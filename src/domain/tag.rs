use crate::domain::BranchContext;
use crate::error::{PublishError, Result};
use std::cmp::Ordering;

/// Branch-scoped namespace for version tags (e.g. `VERSION-DEVELOP-`)
#[derive(Debug, Clone, PartialEq, Eq)]
pub struct VersionTagPrefix {
    prefix: String,
}

impl VersionTagPrefix {
    /// Build the prefix from the upper-cased normalized branch name
    pub fn for_branch(branch: &BranchContext) -> Self {
        VersionTagPrefix {
            prefix: format!("VERSION-{}-", branch.normalized.to_ascii_uppercase()),
        }
    }

    pub fn as_str(&self) -> &str {
        &self.prefix
    }

    /// Glob matching every tag under this prefix
    pub fn glob(&self) -> String {
        format!("{}*", self.prefix)
    }

    /// Format a version tag
    /// Example: prefix="VERSION-MAIN-", version=4 -> "VERSION-MAIN-4"
    pub fn format(&self, version: u64) -> String {
        format!("{}{}", self.prefix, version)
    }

    /// Extract the embedded version number from a tag under this prefix.
    ///
    /// The remainder after the prefix must consist of ASCII digits only.
    pub fn parse(&self, tag: &str) -> Result<u64> {
        let remainder = tag.strip_prefix(&self.prefix).ok_or_else(|| {
            PublishError::version(format!(
                "Tag '{}' does not start with '{}'",
                tag, self.prefix
            ))
        })?;

        if remainder.is_empty() || !remainder.bytes().all(|b| b.is_ascii_digit()) {
            return Err(PublishError::version(format!(
                "Tag '{}' has a malformed version suffix '{}'",
                tag, remainder
            )));
        }

        remainder.parse::<u64>().map_err(|e| {
            PublishError::version(format!("Tag '{}' has an invalid version: {}", tag, e))
        })
    }
}

impl std::fmt::Display for VersionTagPrefix {
    fn fmt(&self, f: &mut std::fmt::Formatter<'_>) -> std::fmt::Result {
        f.write_str(&self.prefix)
    }
}

fn split_runs(s: &str) -> Vec<&str> {
    let mut runs = Vec::new();
    let mut start = 0;
    let bytes = s.as_bytes();

    for i in 1..bytes.len() {
        if bytes[i].is_ascii_digit() != bytes[i - 1].is_ascii_digit() {
            runs.push(&s[start..i]);
            start = i;
        }
    }
    if start < s.len() {
        runs.push(&s[start..]);
    }
    runs
}

fn compare_digits(a: &str, b: &str) -> Ordering {
    let a = a.trim_start_matches('0');
    let b = b.trim_start_matches('0');
    a.len().cmp(&b.len()).then_with(|| a.cmp(b))
}

/// Version-aware ordering of tag names.
///
/// Digit runs compare numerically and everything else compares bytewise, so
/// `VERSION-MAIN-10` sorts after `VERSION-MAIN-9`.
pub fn compare_version_names(a: &str, b: &str) -> Ordering {
    let runs_a = split_runs(a);
    let runs_b = split_runs(b);

    for (ra, rb) in runs_a.iter().zip(runs_b.iter()) {
        let both_numeric = ra.as_bytes()[0].is_ascii_digit() && rb.as_bytes()[0].is_ascii_digit();
        let ordering = if both_numeric {
            compare_digits(ra, rb)
        } else {
            ra.cmp(rb)
        };
        if ordering != Ordering::Equal {
            return ordering;
        }
    }

    runs_a.len().cmp(&runs_b.len()).then_with(|| a.cmp(b))
}

/// Sort tag names highest version first
pub fn sort_descending(tags: &mut [String]) {
    tags.sort_by(|a, b| compare_version_names(b, a));
}
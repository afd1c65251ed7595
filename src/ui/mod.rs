//! User interface module - human-facing progress output.
//!
//! Everything here is observability only; no function affects control flow.

pub mod formatter;

// Re-export formatter functions for convenience
pub use formatter::{
    display_boundary_warning, display_error, display_outputs, display_resolution, display_status,
    display_success,
};
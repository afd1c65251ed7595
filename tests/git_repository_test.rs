// tests/git_repository_test.rs
use git2::{Oid, Repository as Git2Repo, Signature};
use std::path::Path;
use tempfile::TempDir;
use version_publish::domain::{BranchContext, VersionTagPrefix};
use version_publish::git::{Git2Repository, Repository};
use version_publish::resolver::VersionResolver;

fn commit(repo: &Git2Repo, message: &str) -> Oid {
    let sig = Signature::now("Test User", "test@example.com").unwrap();
    let tree_id = repo.index().unwrap().write_tree().unwrap();
    let tree = repo.find_tree(tree_id).unwrap();
    let parent = repo.head().ok().and_then(|head| head.peel_to_commit().ok());
    let parents: Vec<&git2::Commit> = parent.iter().collect();
    repo.commit(Some("HEAD"), &sig, &sig, message, &tree, &parents)
        .unwrap()
}

/// A working repository with an `origin` remote pointing at a bare repository
fn repo_with_remote() -> (TempDir, TempDir, Git2Repo) {
    let work_dir = TempDir::new().unwrap();
    let remote_dir = TempDir::new().unwrap();
    Git2Repo::init_bare(remote_dir.path()).unwrap();

    let repo = Git2Repo::init(work_dir.path()).unwrap();
    repo.remote("origin", remote_dir.path().to_str().unwrap())
        .unwrap();
    (work_dir, remote_dir, repo)
}

fn open(path: &Path) -> Git2Repository {
    Git2Repository::open(path).unwrap()
}

#[test]
fn test_list_tags_by_pattern_and_commit() {
    let (work_dir, _remote_dir, raw) = repo_with_remote();
    let first = commit(&raw, "first");
    let second = commit(&raw, "second");

    let repo = open(work_dir.path());
    repo.create_tag("VERSION-MAIN-1", &first.to_string()).unwrap();
    repo.create_tag("VERSION-MAIN-2", &second.to_string()).unwrap();
    repo.create_tag("VERSION-DEVELOP-1", &second.to_string())
        .unwrap();

    let mut all = repo.list_tags("VERSION-MAIN-*", None).unwrap();
    all.sort();
    assert_eq!(all, vec!["VERSION-MAIN-1", "VERSION-MAIN-2"]);

    let at_second = repo
        .list_tags("VERSION-MAIN-*", Some(&second.to_string()))
        .unwrap();
    assert_eq!(at_second, vec!["VERSION-MAIN-2"]);

    assert_eq!(
        repo.tag_commit("VERSION-MAIN-1").unwrap(),
        first.to_string()
    );
}

#[test]
fn test_annotated_tags_peel_to_commit() {
    let (work_dir, _remote_dir, raw) = repo_with_remote();
    let head = commit(&raw, "first");
    let object = raw.find_object(head, None).unwrap();
    let sig = Signature::now("Test User", "test@example.com").unwrap();
    raw.tag("VERSION-MAIN-5", &object, &sig, "release 5", false)
        .unwrap();

    let repo = open(work_dir.path());
    assert_eq!(repo.tag_commit("VERSION-MAIN-5").unwrap(), head.to_string());
    assert_eq!(
        repo.list_tags("VERSION-MAIN-*", Some(&head.to_string()))
            .unwrap(),
        vec!["VERSION-MAIN-5"]
    );
}

#[test]
fn test_missing_tag_is_an_error() {
    let (work_dir, _remote_dir, raw) = repo_with_remote();
    commit(&raw, "first");

    let repo = open(work_dir.path());
    let err = repo.tag_commit("VERSION-MAIN-1").unwrap_err();
    assert!(err.to_string().contains("does not exist"));
}

#[test]
fn test_create_tag_refuses_existing_name() {
    let (work_dir, _remote_dir, raw) = repo_with_remote();
    let first = commit(&raw, "first");
    let second = commit(&raw, "second");

    let repo = open(work_dir.path());
    repo.create_tag("VERSION-MAIN-1", &first.to_string()).unwrap();
    assert!(repo
        .create_tag("VERSION-MAIN-1", &second.to_string())
        .is_err());
    assert_eq!(
        repo.tag_commit("VERSION-MAIN-1").unwrap(),
        first.to_string()
    );
}

#[test]
fn test_invalid_commit_id_is_rejected() {
    let (work_dir, _remote_dir, raw) = repo_with_remote();
    commit(&raw, "first");

    let repo = open(work_dir.path());
    assert!(repo.list_tags("*", Some("not-a-commit")).is_err());
    assert!(repo.create_tag("VERSION-MAIN-1", "not-a-commit").is_err());
}

#[test]
fn test_push_then_fetch_in_another_clone() {
    let (work_dir, remote_dir, raw) = repo_with_remote();
    let head = commit(&raw, "first");

    let repo = open(work_dir.path());
    repo.create_tag("VERSION-MAIN-1", &head.to_string()).unwrap();
    repo.push_tags("origin", &["VERSION-MAIN-1"]).unwrap();

    let bare = Git2Repo::open_bare(remote_dir.path()).unwrap();
    assert!(bare.find_reference("refs/tags/VERSION-MAIN-1").is_ok());

    let other_dir = TempDir::new().unwrap();
    let other_raw = Git2Repo::init(other_dir.path()).unwrap();
    other_raw
        .remote("origin", remote_dir.path().to_str().unwrap())
        .unwrap();

    let other = Git2Repository::from_git2(other_raw);
    assert!(other.list_tags("*", None).unwrap().is_empty());
    other.fetch_tags("origin").unwrap();
    assert_eq!(other.list_tags("*", None).unwrap(), vec!["VERSION-MAIN-1"]);
    assert_eq!(
        other.tag_commit("VERSION-MAIN-1").unwrap(),
        head.to_string()
    );
}

#[test]
fn test_unknown_remote_fails() {
    let (work_dir, _remote_dir, raw) = repo_with_remote();
    commit(&raw, "first");

    let repo = open(work_dir.path());
    assert!(repo.fetch_tags("upstream").is_err());
}

#[test]
fn test_push_nothing_is_ok() {
    let (work_dir, _remote_dir, raw) = repo_with_remote();
    commit(&raw, "first");

    let repo = open(work_dir.path());
    repo.push_tags("origin", &[]).unwrap();
}

#[test]
fn test_resolver_against_real_repository() {
    let (work_dir, remote_dir, raw) = repo_with_remote();
    let first = commit(&raw, "first");
    let second = commit(&raw, "second");

    let repo = open(work_dir.path());
    repo.create_tag("VERSION-FEATURE-X-9", &first.to_string())
        .unwrap();
    repo.create_tag("VERSION-FEATURE-X-10", &first.to_string())
        .unwrap();

    let branch = BranchContext::from_ref("refs/heads/feature/x", &["main"]).unwrap();
    let resolver = VersionResolver::new(&repo, VersionTagPrefix::for_branch(&branch), false);

    let resolution = resolver.run(&second.to_string(), "origin").unwrap();
    assert_eq!(resolution.current_version, 10);
    assert_eq!(resolution.next_version, 11);
    assert_eq!(resolution.git_tag, "VERSION-FEATURE-X-11");
    assert!(resolution.tag_created);

    let bare = Git2Repo::open_bare(remote_dir.path()).unwrap();
    let pushed = bare
        .find_reference("refs/tags/VERSION-FEATURE-X-11")
        .unwrap()
        .peel_to_commit()
        .unwrap();
    assert_eq!(pushed.id(), second);

    // Same commit again: nothing new
    let again = resolver.run(&second.to_string(), "origin").unwrap();
    assert_eq!(again.next_version, 11);
    assert!(!again.tag_created);
}

#[test]
fn test_commit_ids_compare_case_insensitively() {
    let (work_dir, _remote_dir, raw) = repo_with_remote();
    let head = commit(&raw, "first");

    let repo = open(work_dir.path());
    repo.create_tag("VERSION-MAIN-1", &head.to_string()).unwrap();

    let branch = BranchContext::from_ref("refs/heads/main", &["main"]).unwrap();
    let resolver = VersionResolver::new(&repo, VersionTagPrefix::for_branch(&branch), false);
    let state = resolver
        .resolve(&head.to_string().to_uppercase())
        .unwrap();
    assert_eq!(state.current_version, 1);
    assert!(!state.needs_new_tag());
}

Activity — Give the count of lines in the records above that hold the string "origin", and only that count.

Task answer — 8